◆ **DESCRIPTION OF THE TASK**: Return every line in the entries below where the word "types" shows up.

◆ **SUPPLIED MATERIAL**:
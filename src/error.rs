//! Error types shared across the engine.
//!
//! Most session operations never surface these to an end user: guarded
//! transitions are no-ops, source failures fall back to a built-in bank and
//! persistence failures are logged and dropped. The types exist so callers
//! that care can tell the cases apart.

use std::time::Duration;

use thiserror::Error;

/// Session-level precondition failures.
#[derive(Debug, Error, PartialEq, Eq)]
pub enum QuizError {
    /// Operation attempted while the session was active/inactive contrary to its precondition.
    #[error("operation not allowed in the current session state")]
    InvalidState,

    /// Navigation index outside `[0, total)`.
    #[error("question index {index} out of range (total {total})")]
    OutOfRange { index: usize, total: usize },
}

/// Construction-time validation failures for a question.
#[derive(Debug, Error, PartialEq, Eq)]
pub enum QuestionError {
    #[error("question has no answer options")]
    NoOptions,

    #[error("duplicate answer option: {0}")]
    DuplicateOption(String),

    #[error("correct answer {0:?} is not one of the options")]
    CorrectAnswerMissing(String),
}

/// Failures while obtaining a question list from a source.
#[derive(Debug, Error)]
pub enum SourceError {
    #[error("question source unavailable: {0}")]
    Unavailable(String),

    #[error("question source timed out after {0:?}")]
    Timeout(Duration),

    #[error("malformed question payload: {0}")]
    Malformed(#[from] serde_json::Error),

    #[error("question source returned no questions")]
    Empty,

    #[error("unknown quiz type: {0}")]
    UnknownQuizType(String),
}

/// Persistence failures. Callers in the session swallow these.
#[derive(Debug, Error)]
pub enum StoreError {
    #[error(transparent)]
    Io(#[from] std::io::Error),

    #[error(transparent)]
    Json(#[from] serde_json::Error),

    #[error("no writable data directory could be resolved")]
    NoDataDir,

    #[error("invalid quiz name {0:?}: must be a plain file name")]
    InvalidName(String),
}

◆ **TASK RESULT**:
//! Error types shared across the engine.
//! persistence failures are logged and dropped. The types exist so callers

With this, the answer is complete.